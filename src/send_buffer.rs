use crate::segment::{Segment, SegmentKind, SEGMENT_BODY_MAX};

/// Longest user message that still keeps every order id inside `u16`, leaving
///  room for the 4-byte length prefix.
pub const MAX_MESSAGE_SIZE: usize = u16::MAX as usize * SEGMENT_BODY_MAX - 4;

/// One outbound transaction: the framed payload plus everything needed to
///  synthesize any of its segments on demand.
///
/// Immutable once constructed, so retransmission rounds can re-derive any
///  segment without coordination.
pub struct SendBuffer {
    flags: u16,
    stream_id: u32,
    trans_id: u16,
    /// 4-byte BE total-length prefix (counting itself) followed by user bytes
    payload: Vec<u8>,
}

impl SendBuffer {
    /// Callers must have bounds-checked the message against
    ///  [MAX_MESSAGE_SIZE] already.
    pub fn new(stream_id: u32, trans_id: u16, message: &[u8]) -> SendBuffer {
        let mut payload = Vec::with_capacity(4 + message.len());
        payload.extend_from_slice(&((message.len() + 4) as u32).to_be_bytes());
        payload.extend_from_slice(message);

        SendBuffer {
            flags: 0,
            stream_id,
            trans_id,
            payload,
        }
    }

    pub fn trans_id(&self) -> u16 {
        self.trans_id
    }

    pub fn segment_count(&self) -> u16 {
        self.payload.len().div_ceil(SEGMENT_BODY_MAX) as u16
    }

    /// Synthesize the segment at `order_id`; ids at or beyond
    ///  [Self::segment_count] are a caller bug.
    pub fn segment(&self, order_id: u16) -> Segment {
        assert!(order_id < self.segment_count(), "order id {} out of range", order_id);

        let start = order_id as usize * SEGMENT_BODY_MAX;
        let end = (start + SEGMENT_BODY_MAX).min(self.payload.len());

        Segment {
            kind: SegmentKind::Trans,
            flags: self.flags,
            stream_id: self.stream_id,
            trans_id: self.trans_id,
            order_id,
            body: self.payload[start..end].to_vec(),
        }
    }

    /// All segments in order-id order; finite and restartable.
    pub fn iter_segments(&self) -> impl Iterator<Item = Segment> + '_ {
        (0..self.segment_count()).map(|order_id| self.segment(order_id))
    }
}

#[cfg(test)]
mod tests {
    use super::*;
    use rstest::rstest;

    #[rstest]
    #[case::one_byte(1, 1)]
    #[case::exactly_one_body(SEGMENT_BODY_MAX - 4, 1)]
    #[case::one_over(SEGMENT_BODY_MAX - 3, 2)]
    #[case::two_bodies(2 * SEGMENT_BODY_MAX - 4, 2)]
    #[case::many(10_000, 8)]
    fn test_segment_count(#[case] message_len: usize, #[case] expected: u16) {
        let buffer = SendBuffer::new(1, 0, &vec![0u8; message_len]);
        assert_eq!(buffer.segment_count(), expected);
    }

    #[test]
    fn test_length_prefix_covers_itself() {
        let buffer = SendBuffer::new(1, 0, &[0xaa; 100]);
        let first = buffer.segment(0);
        assert_eq!(&first.body[0..4], &[0, 0, 0, 104]);
    }

    #[test]
    fn test_segments_partition_the_payload() {
        let message: Vec<u8> = (0..10_000u32).map(|i| i as u8).collect();
        let buffer = SendBuffer::new(3, 5, &message);

        let mut reassembled = Vec::new();
        for segment in buffer.iter_segments() {
            assert_eq!(segment.kind, SegmentKind::Trans);
            assert_eq!(segment.stream_id, 3);
            assert_eq!(segment.trans_id, 5);
            assert!(segment.body.len() <= SEGMENT_BODY_MAX);
            reassembled.extend_from_slice(&segment.body);
        }

        assert_eq!(&reassembled[0..4], &((message.len() + 4) as u32).to_be_bytes());
        assert_eq!(&reassembled[4..], &message);
    }

    #[test]
    fn test_iteration_is_restartable() {
        let buffer = SendBuffer::new(1, 0, &[1u8; 5000]);
        let first: Vec<u16> = buffer.iter_segments().map(|s| s.order_id).collect();
        let second: Vec<u16> = buffer.iter_segments().map(|s| s.order_id).collect();
        assert_eq!(first, second);
        assert_eq!(first, (0..buffer.segment_count()).collect::<Vec<_>>());
    }

    #[test]
    #[should_panic(expected = "out of range")]
    fn test_out_of_range_order_id_panics() {
        let buffer = SendBuffer::new(1, 0, &[0u8; 10]);
        buffer.segment(1);
    }
}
################
* What you are asked to do
If a line in the material above contains the word "expected", copy it.

* Result below
    fn test_segment_count(#[case] message_len: usize, #[case] expected: u16) {
        assert_eq!(buffer.segment_count(), expected);
    #[should_panic(expected = "out of range")]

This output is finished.